Since the time when, in "The Naval Cadet," Mr. Corbett took the American Theater by storm, his art has broadened and deepened. It is an older, a more mature, dare it be said a shiftier, Corbett who returns to us. So often of late has the assertion been made that Mr. Corbett is the best actor in the pugilist division of the stage that it is time for a comparison between his art and that of those other eminent gentlemen who have left the ring for the everlasting good of the drama, Messrs. John Lawrence Sullivan, Terence McGovern, James E. Britt, and J. John Jeffries.
It is true that any comparison between the art of these five eminent artists must be superficial, and to a certain extent banal, owing to the diversity of the dramas by which they have seen fit to show forth their talents.
The stanch art, honest and straightforward as a right swing, of "Honest Hearts and Willing Hands," is not to be compared to the romantic yet often superficial "Bowery After Dark," which Mr. Terence McGovern has so ably interpreted, and neither can be compared exactly with the jarring right-cross force of Mr. Jeffries's "Davy Crockett."
As those who observe Mr.
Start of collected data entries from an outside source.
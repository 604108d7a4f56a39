//! Addons screen render helpers.
//!
//! Rendering functions for the navigation bar, toolbar, addon list and
//! the two modal dialogs.

use super::state::AddonsScreen;
use super::types::{AddAddonFocus, AddonCard, AddonsFocus, CARD_HEIGHT};
use crate::addons::{AddonsModel, SelectInput};
use crate::ui::text_input::TextInput;
use ratatui::{
    buffer::Buffer,
    layout::{Constraint, Direction, Layout, Rect},
    style::{Color, Modifier, Style},
    text::{Line, Span},
    widgets::{Block, Borders, Clear, Paragraph, Widget},
};
use unicode_width::{UnicodeWidthChar, UnicodeWidthStr};

/// Width of the "Add addon" button.
const ADD_BUTTON_WIDTH: u16 = 15;

/// Width of a select control.
const SELECT_WIDTH: u16 = 24;

/// Renders the navigation bar.
pub fn render_nav_bar(area: Rect, buf: &mut Buffer, bg_color: Color) {
    let line = Line::from(vec![
        Span::styled(" \u{2190} ", Style::default().fg(Color::DarkGray).bg(bg_color)),
        Span::styled(
            "Addons",
            Style::default()
                .fg(Color::Cyan)
                .bg(bg_color)
                .add_modifier(Modifier::BOLD),
        ),
    ]);
    Paragraph::new(line)
        .style(Style::default().bg(bg_color))
        .render(area, buf);
}

/// Renders the toolbar: add button, select inputs and search bar.
pub fn render_toolbar(
    screen: &AddonsScreen,
    inputs: &[SelectInput],
    area: Rect,
    buf: &mut Buffer,
    bg_color: Color,
) {
    let mut constraints = vec![Constraint::Length(ADD_BUTTON_WIDTH)];
    constraints.extend(inputs.iter().map(|_| Constraint::Length(SELECT_WIDTH)));
    constraints.push(Constraint::Min(10));

    let chunks = Layout::default()
        .direction(Direction::Horizontal)
        .constraints(constraints)
        .split(area);

    render_add_button(chunks[0], buf, bg_color);

    for (i, input) in inputs.iter().enumerate() {
        let focused = screen.focus() == AddonsFocus::Select(i);
        render_select_input(input, focused, screen.select_cursor(), chunks[i + 1], buf, bg_color);
    }

    let focused = screen.focus() == AddonsFocus::Search;
    render_search_bar(screen.search_input(), focused, chunks[inputs.len() + 1], buf, bg_color);
}

/// Renders the "Add addon" button.
fn render_add_button(area: Rect, buf: &mut Buffer, bg_color: Color) {
    let block = Block::default()
        .borders(Borders::ALL)
        .border_style(Style::default().fg(Color::Green).bg(bg_color));
    let inner = block.inner(area);
    block.render(area, buf);

    Paragraph::new(Span::styled(
        "+ Add addon",
        Style::default().fg(Color::Green).bg(bg_color),
    ))
    .render(inner, buf);
}

/// Renders a collapsed select control, or its option picker when focused.
fn render_select_input(
    input: &SelectInput,
    focused: bool,
    cursor: usize,
    area: Rect,
    buf: &mut Buffer,
    bg_color: Color,
) {
    let border_color = if focused { Color::Cyan } else { Color::DarkGray };
    let block = Block::default()
        .borders(Borders::ALL)
        .title(input.title)
        .border_style(Style::default().fg(border_color).bg(bg_color));
    let inner = block.inner(area);
    block.render(area, buf);

    let max_width = inner.width.saturating_sub(4) as usize;
    let line = if focused && !input.options.is_empty() {
        let label = input
            .options
            .get(cursor)
            .map_or(input.title, |o| o.label.as_str());
        Line::from(vec![
            Span::styled("\u{25c2} ", Style::default().fg(Color::Cyan).bg(bg_color)),
            Span::styled(
                truncate_to_width(label, max_width),
                Style::default()
                    .fg(Color::White)
                    .bg(bg_color)
                    .add_modifier(Modifier::BOLD),
            ),
            Span::styled(" \u{25b8}", Style::default().fg(Color::Cyan).bg(bg_color)),
        ])
    } else {
        let fg = if input.selected.is_empty() {
            Color::DarkGray
        } else {
            Color::White
        };
        Line::from(vec![
            Span::styled("\u{25be} ", Style::default().fg(Color::DarkGray).bg(bg_color)),
            Span::styled(
                truncate_to_width(input.label(), max_width),
                Style::default().fg(fg).bg(bg_color),
            ),
        ])
    };

    Paragraph::new(line).render(inner, buf);
}

/// Renders the search bar.
fn render_search_bar(
    input: &TextInput,
    focused: bool,
    area: Rect,
    buf: &mut Buffer,
    bg_color: Color,
) {
    let border_color = if focused { Color::Yellow } else { Color::DarkGray };
    let block = Block::default()
        .borders(Borders::ALL)
        .border_style(Style::default().fg(border_color).bg(bg_color));
    let inner = block.inner(area);
    block.render(area, buf);

    let max_width = inner.width.saturating_sub(4) as usize;
    let line = text_input_line(input, focused, max_width, bg_color, "/ ");
    Paragraph::new(line).render(inner, buf);
}

/// Builds a one-line rendering of a text input.
fn text_input_line<'a>(
    input: &'a TextInput,
    focused: bool,
    max_width: usize,
    bg_color: Color,
    prefix: &'a str,
) -> Line<'a> {
    let mut spans = vec![Span::styled(
        prefix,
        Style::default().fg(Color::Yellow).bg(bg_color),
    )];

    if input.is_empty() {
        if focused {
            spans.push(Span::styled("_", Style::default().fg(Color::Yellow).bg(bg_color)));
        }
        spans.push(Span::styled(
            input.placeholder(),
            Style::default().fg(Color::DarkGray).bg(bg_color),
        ));
    } else if !focused {
        spans.push(Span::styled(
            truncate_tail_to_width(input.value(), max_width),
            Style::default().fg(Color::White).bg(bg_color),
        ));
    } else {
        let text_style = Style::default().fg(Color::White).bg(bg_color);
        let cursor_style = Style::default().fg(Color::Black).bg(Color::Yellow);
        let (before, rest) = input.value().split_at(input.cursor());
        let mut after = rest.chars();
        let under_cursor = after
            .next()
            .map_or_else(|| "_".to_string(), |c| c.to_string());

        // Keep the cursor visible; text before it gives way first
        let room = max_width.saturating_sub(under_cursor.width());
        let head = if room == 0 {
            String::new()
        } else {
            truncate_tail_to_width(before, room)
        };
        let tail_room = room.saturating_sub(head.width());

        spans.push(Span::styled(head, text_style));
        spans.push(Span::styled(under_cursor, cursor_style));
        if tail_room > 0 && !after.as_str().is_empty() {
            spans.push(Span::styled(
                truncate_to_width(after.as_str(), tail_room),
                text_style,
            ));
        }
    }

    Line::from(spans)
}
Corbett practising his now abandoned profession of pugilism have remarked, he is characteristically lacking in repose of manner. In this, he is distinctly inferior to Mr. J. Lawrence Sullivan. John L.—on the stage—was all repose. Alas for that word was! How those lines, so simply yet so earnestly spoken, ring yet in the ears of old playgoers:
"To hell with the man that strikes a woman!" [Biff!]
In the more delicate and lightsome passages, Corbett's admirers declare he shines supreme; yet, after all, is he as funny as Terry McGovern? Take his delivery of these lines when he is rebuked by the sub-heroine for using too much slang:
"Oh, I'm onto the slang all right, and I'm going to cut it out!"